In this existential crisis, I realized that this might actually be a great opportunity for me to think about what kind of teacher I want to be. It means that I won’t have to be the teacher who lectures from the front of the classroom from a textbook. Homework doesn’t have to come from said textbook, which is how I remember the majority of my schooling.
And that’s when the panic really set it. I don’t know if I know how to be any other kind of teacher! I mean, I hear all the time how teachers just starting out often revert to the style they know best. So how can I learn to be the kind of teacher I want to be?
That’s when the phrase “learning expert” really struck me.

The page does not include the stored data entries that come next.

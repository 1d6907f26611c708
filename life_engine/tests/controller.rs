//! Run/stop/step behaviour of the simulation controller, on paused tokio time.

use std::sync::Arc;
use std::time::Duration;

use life_engine::{Grid, GridEngine, GridSize, SimulationController, SimulationState, StepOutcome};
use tokio::runtime::Handle;
use tokio::sync::mpsc;
use tokio::time::{Instant, sleep};

const TICK: Duration = Duration::from_millis(400);

fn blinker_engine() -> Arc<GridEngine> {
    let grid = Grid::from_alive(GridSize::square(10), [(3, 5), (4, 5), (5, 5)]).unwrap();
    Arc::new(GridEngine::with_grid(grid))
}

/// Controller whose listener reports each background generation number.
fn observed(engine: Arc<GridEngine>) -> (SimulationController, mpsc::UnboundedReceiver<u64>) {
    let (tx, rx) = mpsc::unbounded_channel();
    let controller = SimulationController::new(engine, TICK, Handle::current())
        .with_tick_listener(move |snap| {
            let _ = tx.send(snap.generation);
        });
    (controller, rx)
}

#[tokio::test(start_paused = true)]
async fn starts_stopped() {
    let (controller, _rx) = observed(blinker_engine());
    assert_eq!(controller.state(), SimulationState::Stopped);
    assert_eq!(controller.tick_interval(), TICK);
}

#[tokio::test(start_paused = true)]
async fn running_advances_on_the_tick_interval() {
    let (controller, mut rx) = observed(blinker_engine());
    let t0 = Instant::now();
    assert!(controller.start());
    assert!(controller.is_running());

    assert_eq!(rx.recv().await, Some(1));
    assert_eq!(rx.recv().await, Some(2));
    assert_eq!(rx.recv().await, Some(3));
    let elapsed = t0.elapsed();
    assert!(elapsed >= TICK * 2 && elapsed < TICK * 3, "{elapsed:?}");
}

#[tokio::test(start_paused = true)]
async fn step_is_ignored_while_running() {
    let engine = blinker_engine();
    let (controller, mut rx) = observed(Arc::clone(&engine));
    controller.start();
    assert_eq!(rx.recv().await, Some(1));

    let before = engine.snapshot();
    assert_eq!(controller.step(), StepOutcome::Ignored);
    assert_eq!(engine.snapshot(), before);
}

#[tokio::test(start_paused = true)]
async fn step_advances_once_when_stopped() {
    let engine = blinker_engine();
    let (controller, _rx) = observed(Arc::clone(&engine));

    let StepOutcome::Advanced(snap) = controller.step() else {
        panic!("step should advance while stopped");
    };
    assert_eq!(snap.generation, 1);
    assert_eq!(snap.alive_cells().collect::<Vec<_>>(), vec![(4, 4), (4, 5), (4, 6)]);
    assert_eq!(engine.generation(), 1);
}

#[tokio::test(start_paused = true)]
async fn stop_halts_the_driver() {
    let engine = blinker_engine();
    let (controller, mut rx) = observed(Arc::clone(&engine));
    controller.start();
    assert_eq!(rx.recv().await, Some(1));

    assert!(controller.stop());
    assert!(!controller.stop());
    assert_eq!(controller.state(), SimulationState::Stopped);

    sleep(TICK * 10).await;
    assert_eq!(engine.generation(), 1);
    assert!(rx.try_recv().is_err());
    assert!(!controller.step().is_ignored());
}

#[tokio::test(start_paused = true)]
async fn second_start_is_a_no_op() {
    let engine = blinker_engine();
    let (controller, _rx) = observed(Arc::clone(&engine));
    assert!(controller.start());
    assert!(!controller.start());

    // Ticks at 0, 400 and 800 ms.
    sleep(Duration::from_millis(1000)).await;
    assert_eq!(engine.generation(), 3);
}

#[tokio::test(start_paused = true)]
async fn quick_restart_leaves_a_single_driver() {
    let engine = blinker_engine();
    let (controller, mut rx) = observed(Arc::clone(&engine));
    controller.start();
    assert_eq!(rx.recv().await, Some(1));

    controller.stop();
    controller.start();

    // The new driver ticks at once, then at 400 and 800 ms.
    sleep(Duration::from_millis(1000)).await;
    assert_eq!(engine.generation(), 4);
}

#[tokio::test(start_paused = true)]
async fn dropping_the_controller_ends_the_driver() {
    let engine = blinker_engine();
    let (controller, mut rx) = observed(Arc::clone(&engine));
    controller.start();
    assert_eq!(rx.recv().await, Some(1));

    drop(controller);
    sleep(TICK * 5).await;
    assert_eq!(engine.generation(), 1);
}

#[tokio::test(flavor = "multi_thread", worker_threads = 2)]
async fn toggles_interleave_safely_with_a_fast_driver() {
    let engine = Arc::new(GridEngine::new(GridSize::square(20)));
    let controller =
        SimulationController::new(Arc::clone(&engine), Duration::from_millis(1), Handle::current());
    controller.start();

    let toggler = {
        let engine = Arc::clone(&engine);
        tokio::task::spawn_blocking(move || {
            for i in 0..2_000 {
                engine.toggle_cell(i % 20, (i / 20) % 20).unwrap();
                let snap = engine.snapshot();
                assert_eq!(snap.size(), GridSize::square(20));
            }
        })
    };
    toggler.await.unwrap();
    controller.stop();

    let snap = engine.snapshot();
    assert!(snap.population() <= snap.size().area());
}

What a great alternative for the word “teacher”. I could teach my students not just content but the best methods to learn. More importantly, helping them discover the methods that work for them individually. Which means that I have to become an expert in the ways that people learn. This teaching thing is a lot more complicated than I thought, but what a great challenge. To be able to look at a student and think, ‘How can I pull the best out of this individual?’
It seems to be that technology just may be affording us with ways of accommodating, encouraging, and hopefully even inspiring learners.

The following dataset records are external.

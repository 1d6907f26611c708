// grid.rs - Grid types for Conway's Game of Life

use crate::error::LifeError;

// Default grid configuration
pub const DEFAULT_GRID_SIZE: usize = 50;              // 50x50 playing area

/// State of a single cell.
#[derive(Debug, Clone, Copy, PartialEq, Eq, Hash, Default)]
pub enum Cell {
    #[default]
    Dead,
    Alive,
}

impl Cell {
    pub fn is_alive(self) -> bool {
        self == Cell::Alive
    }

    pub fn toggled(self) -> Cell {
        match self {
            Cell::Dead => Cell::Alive,
            Cell::Alive => Cell::Dead,
        }
    }
}

impl From<bool> for Cell {
    fn from(alive: bool) -> Self {
        if alive { Cell::Alive } else { Cell::Dead }
    }
}

/// Dimensions of a grid, in cells.
#[derive(Debug, Clone, Copy, PartialEq, Eq, Hash)]
pub struct GridSize {
    pub width: usize,
    pub height: usize,
}

impl GridSize {
    pub const fn new(width: usize, height: usize) -> Self {
        Self { width, height }
    }

    pub const fn square(side: usize) -> Self {
        Self::new(side, side)
    }

    pub const fn area(&self) -> usize {
        self.width * self.height
    }

    pub const fn contains(&self, col: usize, row: usize) -> bool {
        col < self.width && row < self.height
    }
}

impl Default for GridSize {
    fn default() -> Self {
        Self::square(DEFAULT_GRID_SIZE)
    }
}

/// The Game of Life transition for one cell, given its live neighbour count.
pub fn rule(cell: Cell, neighbours: u8) -> Cell {
    match (cell, neighbours) {
        (Cell::Alive, 2) | (Cell::Alive, 3) => Cell::Alive,   // Survival
        (Cell::Dead, 3)                     => Cell::Alive,   // Birth
        _                                   => Cell::Dead,    // Death or stays dead
    }
}

/// One generation: a fixed-size, bounded (non-wrapping) matrix of cells.
///
/// Cells are addressed as `(col, row)` and stored row-major. Every accessor
/// rejects coordinates outside the grid with [`LifeError::OutOfRange`].
#[derive(Debug, Clone, PartialEq, Eq, Hash)]
pub struct Grid {
    size: GridSize,
    cells: Vec<Cell>,
}

impl Grid {
    /// All-dead grid.
    pub fn new(size: GridSize) -> Self {
        Self {
            size,
            cells: vec![Cell::Dead; size.area()],
        }
    }

    /// Grid with exactly the listed cells alive.
    pub fn from_alive<I>(size: GridSize, alive: I) -> Result<Self, LifeError>
    where
        I: IntoIterator<Item = (usize, usize)>,
    {
        let mut grid = Self::new(size);
        for (col, row) in alive {
            grid.set(col, row, Cell::Alive)?;
        }
        Ok(grid)
    }

    pub fn size(&self) -> GridSize {
        self.size
    }

    pub fn width(&self) -> usize {
        self.size.width
    }

    pub fn height(&self) -> usize {
        self.size.height
    }

    fn index(&self, col: usize, row: usize) -> Result<usize, LifeError> {
        if self.size.contains(col, row) {
            Ok(row * self.size.width + col)
        } else {
            Err(LifeError::OutOfRange {
                col,
                row,
                width: self.size.width,
                height: self.size.height,
            })
        }
    }

    pub fn get(&self, col: usize, row: usize) -> Result<Cell, LifeError> {
        self.index(col, row).map(|i| self.cells[i])
    }

    pub fn is_alive(&self, col: usize, row: usize) -> Result<bool, LifeError> {
        self.get(col, row).map(Cell::is_alive)
    }

    pub fn set(&mut self, col: usize, row: usize, cell: Cell) -> Result<(), LifeError> {
        let i = self.index(col, row)?;
        self.cells[i] = cell;
        Ok(())
    }

    /// Flips one cell and returns its new state.
    pub fn toggle(&mut self, col: usize, row: usize) -> Result<Cell, LifeError> {
        let i = self.index(col, row)?;
        self.cells[i] = self.cells[i].toggled();
        Ok(self.cells[i])
    }

    pub fn clear(&mut self) {
        self.cells.fill(Cell::Dead);
    }

    pub fn population(&self) -> usize {
        self.cells.iter().filter(|c| c.is_alive()).count()
    }

    /// Coordinates of every live cell, row by row.
    pub fn alive_cells(&self) -> impl Iterator<Item = (usize, usize)> + '_ {
        let width = self.size.width;
        self.cells
            .iter()
            .enumerate()
            .filter(|(_, c)| c.is_alive())
            .map(move |(i, _)| (i % width, i / width))
    }

    /// Live cells in the Moore neighbourhood of `(col, row)`.
    ///
    /// Positions past an edge count as dead, so edge and corner cells have
    /// fewer reachable neighbours than interior ones.
    pub fn live_neighbors(&self, col: usize, row: usize) -> Result<u8, LifeError> {
        self.index(col, row)?;
        Ok(self.count_neighbors(col, row))
    }

    // Caller guarantees (col, row) is in bounds.
    fn count_neighbors(&self, col: usize, row: usize) -> u8 {
        let cols = col.saturating_sub(1)..=(col + 1).min(self.size.width - 1);
        let rows = row.saturating_sub(1)..=(row + 1).min(self.size.height - 1);

        let mut count = 0;
        for nr in rows {
            for nc in cols.clone() {
                if (nc, nr) != (col, row) && self.cells[nr * self.size.width + nc].is_alive() {
                    count += 1;
                }
            }
        }
        count
    }

    /// Computes the following generation. Reads only `self`; the result is a new grid.
    pub fn next_generation(&self) -> Grid {
        let mut next = Grid::new(self.size);
        for row in 0..self.size.height {
            for col in 0..self.size.width {
                let i = row * self.size.width + col;
                next.cells[i] = rule(self.cells[i], self.count_neighbors(col, row));
            }
        }
        next
    }
}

Last semester, I was observing in a first grade classroom. Now, I should mention that it was my first semester of grad school, and I’d just been introduced to the SmartBoard during my first grad class. (I’m from the age when being able to use powerpoint was impressive. ) The SmartBoard was well-utilized in the observation classroom. The students used it to make their lunch choices and to play educational games. The teacher used it for attendance and to teach lessons. Well, one day I was trying to help a student find a webpage so he could do some activities. After a few minutes of watching me struggle, the student looked to me and said, “You could just use the computer to do that.” It’s a scary moment when a first grader is more knowledgeable about technology than you are. I started to feel a bit like my grandma when she first learned to open attachments on e-mails. Now my grandma’s on facebook, so I guess there’s hope for me, too!
It’s not really that I have a great deal of difficulty understanding technology. I am the one my family usually goes to for questions about anything related to it. I’m pretty sure my sister has no idea how to use iTunes because I’ve loaded every iPod she’s ever had. That being said, I really only upgrade when absolutely necessary. I’d still have my old flip phone if I had the choice. I’ve discovered, though, that technology is convenient. Now that I have a smart phone, I accomplish some things a lot faster. If I decide I want to see a movie, I can go to movies.com and look up movies playing near me at a specific theater, or I can look up a movie and find the nearest theater. No need to go to call the individual theaters or go to the store and buy a newspaper. I’ve also discovered a new addiction: when I hear pop culture references I don’t understand, I can look them up right away. It’s cool to be able to have information at your fingertips.
One of the things I’ve realized from looking back at my own education is that things are often most fascinating when they’re new and exciting. The idea of being able to use technology to reach students is kind of intriguing. When we were looking at the digital post-it slideshow in class, I thought it would be great to incorporate it on a number of levels. The one that struck me was the review of what students had learned or still needed to learn. I thought it was a great way for individuals to show what they had learned, and it served as a review for classmates. I thought back, too, on those awkward moments in class when you were too afraid to share your thoughts or questions. Technology provides a certain kind of anonymity that I think could be useful in these situations.
Overall, I think I’m excited to learn about ways to bring technology into the classroom that will help students to become excited about learning and maybe find ways around some of their fears.